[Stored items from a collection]
__________________________________________________
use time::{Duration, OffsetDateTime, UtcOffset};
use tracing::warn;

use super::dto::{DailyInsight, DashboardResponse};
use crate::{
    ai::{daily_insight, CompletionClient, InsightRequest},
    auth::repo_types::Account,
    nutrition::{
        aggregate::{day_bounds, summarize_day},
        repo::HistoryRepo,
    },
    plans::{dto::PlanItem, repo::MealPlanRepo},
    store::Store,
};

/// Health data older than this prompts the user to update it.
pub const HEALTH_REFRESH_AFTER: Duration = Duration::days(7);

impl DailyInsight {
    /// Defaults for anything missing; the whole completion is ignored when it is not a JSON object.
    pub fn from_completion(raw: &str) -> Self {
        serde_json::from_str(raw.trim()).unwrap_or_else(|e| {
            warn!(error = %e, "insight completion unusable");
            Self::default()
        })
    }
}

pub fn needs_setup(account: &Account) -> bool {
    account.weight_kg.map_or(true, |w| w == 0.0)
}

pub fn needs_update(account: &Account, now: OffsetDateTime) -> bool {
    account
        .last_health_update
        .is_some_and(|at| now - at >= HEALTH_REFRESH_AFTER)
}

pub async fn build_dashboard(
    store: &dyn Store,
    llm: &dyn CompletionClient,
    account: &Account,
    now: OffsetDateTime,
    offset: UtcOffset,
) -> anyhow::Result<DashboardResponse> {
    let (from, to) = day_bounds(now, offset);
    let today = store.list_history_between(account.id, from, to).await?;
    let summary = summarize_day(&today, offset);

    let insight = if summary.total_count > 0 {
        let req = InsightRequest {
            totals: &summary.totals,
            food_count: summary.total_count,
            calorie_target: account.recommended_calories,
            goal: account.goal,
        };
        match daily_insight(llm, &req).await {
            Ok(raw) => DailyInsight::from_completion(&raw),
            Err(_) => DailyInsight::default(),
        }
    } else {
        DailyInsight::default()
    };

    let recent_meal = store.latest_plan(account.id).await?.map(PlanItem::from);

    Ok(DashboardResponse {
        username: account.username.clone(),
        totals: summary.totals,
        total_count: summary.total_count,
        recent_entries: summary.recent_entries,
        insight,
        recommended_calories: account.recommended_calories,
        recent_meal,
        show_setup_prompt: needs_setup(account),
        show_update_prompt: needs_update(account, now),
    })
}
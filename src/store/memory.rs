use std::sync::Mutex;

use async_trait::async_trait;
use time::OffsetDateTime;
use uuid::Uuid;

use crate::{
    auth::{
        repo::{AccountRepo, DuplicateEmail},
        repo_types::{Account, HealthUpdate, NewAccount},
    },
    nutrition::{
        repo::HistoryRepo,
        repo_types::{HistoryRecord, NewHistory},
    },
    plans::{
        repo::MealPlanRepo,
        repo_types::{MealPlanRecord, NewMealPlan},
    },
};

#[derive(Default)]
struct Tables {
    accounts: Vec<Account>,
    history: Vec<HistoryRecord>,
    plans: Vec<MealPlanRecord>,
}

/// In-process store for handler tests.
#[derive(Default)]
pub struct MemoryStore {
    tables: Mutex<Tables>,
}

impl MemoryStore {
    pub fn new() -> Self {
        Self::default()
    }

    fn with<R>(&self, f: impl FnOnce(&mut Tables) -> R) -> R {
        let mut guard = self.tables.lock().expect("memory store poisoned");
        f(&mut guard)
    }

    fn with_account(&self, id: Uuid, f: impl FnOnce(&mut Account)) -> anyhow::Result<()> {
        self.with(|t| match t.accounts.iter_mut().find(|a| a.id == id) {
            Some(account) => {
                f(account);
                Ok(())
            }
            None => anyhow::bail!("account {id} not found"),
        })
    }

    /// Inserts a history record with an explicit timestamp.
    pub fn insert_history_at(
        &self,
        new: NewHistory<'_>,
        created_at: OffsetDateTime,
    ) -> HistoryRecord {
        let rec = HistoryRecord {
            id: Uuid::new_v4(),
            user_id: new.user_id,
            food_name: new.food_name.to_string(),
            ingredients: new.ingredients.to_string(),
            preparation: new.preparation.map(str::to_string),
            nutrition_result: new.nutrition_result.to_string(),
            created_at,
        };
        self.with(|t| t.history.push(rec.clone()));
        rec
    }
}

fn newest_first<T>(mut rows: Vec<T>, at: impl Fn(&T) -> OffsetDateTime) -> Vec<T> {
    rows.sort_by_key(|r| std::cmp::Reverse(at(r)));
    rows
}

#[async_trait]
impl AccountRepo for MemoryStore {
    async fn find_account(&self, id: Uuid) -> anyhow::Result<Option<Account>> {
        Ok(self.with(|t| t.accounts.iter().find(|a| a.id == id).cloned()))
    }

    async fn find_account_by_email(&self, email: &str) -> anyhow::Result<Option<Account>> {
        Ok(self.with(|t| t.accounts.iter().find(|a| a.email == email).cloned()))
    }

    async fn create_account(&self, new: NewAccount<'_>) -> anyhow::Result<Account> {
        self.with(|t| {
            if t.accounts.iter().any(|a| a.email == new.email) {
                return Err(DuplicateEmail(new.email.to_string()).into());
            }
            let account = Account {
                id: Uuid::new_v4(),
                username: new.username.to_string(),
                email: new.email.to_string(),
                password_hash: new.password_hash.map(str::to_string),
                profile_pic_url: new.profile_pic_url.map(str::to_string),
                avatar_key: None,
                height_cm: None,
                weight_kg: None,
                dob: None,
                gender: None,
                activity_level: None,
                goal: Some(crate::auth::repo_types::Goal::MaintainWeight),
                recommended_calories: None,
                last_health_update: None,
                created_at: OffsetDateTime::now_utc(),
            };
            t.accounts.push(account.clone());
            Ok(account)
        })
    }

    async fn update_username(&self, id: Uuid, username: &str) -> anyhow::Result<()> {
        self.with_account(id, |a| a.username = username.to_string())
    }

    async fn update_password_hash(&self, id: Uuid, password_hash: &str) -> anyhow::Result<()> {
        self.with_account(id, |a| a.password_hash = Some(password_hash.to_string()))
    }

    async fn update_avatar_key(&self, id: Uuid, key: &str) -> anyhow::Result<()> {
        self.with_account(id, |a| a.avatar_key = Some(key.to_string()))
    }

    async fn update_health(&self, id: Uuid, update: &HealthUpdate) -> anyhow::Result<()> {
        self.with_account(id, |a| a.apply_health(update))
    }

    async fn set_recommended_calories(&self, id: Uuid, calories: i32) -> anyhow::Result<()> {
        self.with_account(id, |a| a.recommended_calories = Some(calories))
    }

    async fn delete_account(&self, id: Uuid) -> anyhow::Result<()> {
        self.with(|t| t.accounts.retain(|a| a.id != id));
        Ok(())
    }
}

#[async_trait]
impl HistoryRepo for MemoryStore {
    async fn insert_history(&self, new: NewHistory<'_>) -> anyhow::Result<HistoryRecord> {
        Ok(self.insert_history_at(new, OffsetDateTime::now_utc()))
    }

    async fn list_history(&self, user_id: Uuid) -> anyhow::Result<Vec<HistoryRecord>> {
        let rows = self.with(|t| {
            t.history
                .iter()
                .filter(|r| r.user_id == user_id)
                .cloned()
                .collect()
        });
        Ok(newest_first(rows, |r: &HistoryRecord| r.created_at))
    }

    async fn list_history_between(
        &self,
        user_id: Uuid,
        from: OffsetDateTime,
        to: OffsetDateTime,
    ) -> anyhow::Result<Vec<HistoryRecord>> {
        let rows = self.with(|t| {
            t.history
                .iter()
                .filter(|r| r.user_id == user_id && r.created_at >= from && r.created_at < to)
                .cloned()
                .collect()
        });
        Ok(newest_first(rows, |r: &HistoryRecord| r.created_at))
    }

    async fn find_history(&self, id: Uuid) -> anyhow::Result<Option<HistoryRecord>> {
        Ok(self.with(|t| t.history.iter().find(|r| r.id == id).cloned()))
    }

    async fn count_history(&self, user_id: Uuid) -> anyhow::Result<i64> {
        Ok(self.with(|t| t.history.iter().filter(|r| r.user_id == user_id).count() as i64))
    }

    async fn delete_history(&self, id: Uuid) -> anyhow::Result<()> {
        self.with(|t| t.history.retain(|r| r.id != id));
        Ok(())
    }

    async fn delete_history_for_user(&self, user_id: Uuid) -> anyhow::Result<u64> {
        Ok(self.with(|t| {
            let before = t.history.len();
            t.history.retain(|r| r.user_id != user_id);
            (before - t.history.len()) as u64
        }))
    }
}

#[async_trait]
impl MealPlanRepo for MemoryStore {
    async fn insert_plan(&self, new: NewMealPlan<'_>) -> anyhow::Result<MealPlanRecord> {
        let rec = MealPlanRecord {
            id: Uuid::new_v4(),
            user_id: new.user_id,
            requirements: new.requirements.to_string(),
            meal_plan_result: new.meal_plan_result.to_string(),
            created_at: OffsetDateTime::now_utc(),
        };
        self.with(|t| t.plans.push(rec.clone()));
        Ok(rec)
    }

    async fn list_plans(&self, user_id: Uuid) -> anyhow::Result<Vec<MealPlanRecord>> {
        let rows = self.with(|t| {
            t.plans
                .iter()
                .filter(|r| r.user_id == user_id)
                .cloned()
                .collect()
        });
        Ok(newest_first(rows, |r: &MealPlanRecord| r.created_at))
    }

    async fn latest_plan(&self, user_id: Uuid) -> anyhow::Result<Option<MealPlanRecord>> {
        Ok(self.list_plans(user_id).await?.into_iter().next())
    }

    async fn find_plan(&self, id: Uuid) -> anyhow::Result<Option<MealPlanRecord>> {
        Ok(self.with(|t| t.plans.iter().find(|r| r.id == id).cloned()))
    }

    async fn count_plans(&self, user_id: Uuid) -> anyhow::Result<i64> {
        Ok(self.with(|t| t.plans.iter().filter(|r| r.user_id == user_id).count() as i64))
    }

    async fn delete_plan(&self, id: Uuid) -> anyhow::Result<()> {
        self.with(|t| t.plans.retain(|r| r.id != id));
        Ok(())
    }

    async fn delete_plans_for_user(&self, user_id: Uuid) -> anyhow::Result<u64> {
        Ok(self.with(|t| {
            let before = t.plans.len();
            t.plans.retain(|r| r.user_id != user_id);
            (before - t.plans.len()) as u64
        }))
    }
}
__________________________________________________
▶ **What you should do**
All lines from the one with "async fn delete_plans_for_user(&self, user_id: Uuid)" to the end of the records must be set down exactly. Skip every line before it.

▶ **Reply**
    async fn delete_plans_for_user(&self, user_id: Uuid) -> anyhow::Result<u64> {
        Ok(self.with(|t| {
            let before = t.plans.len();
            t.plans.retain(|r| r.user_id != user_id);
            (before - t.plans.len()) as u64
        }))
    }
}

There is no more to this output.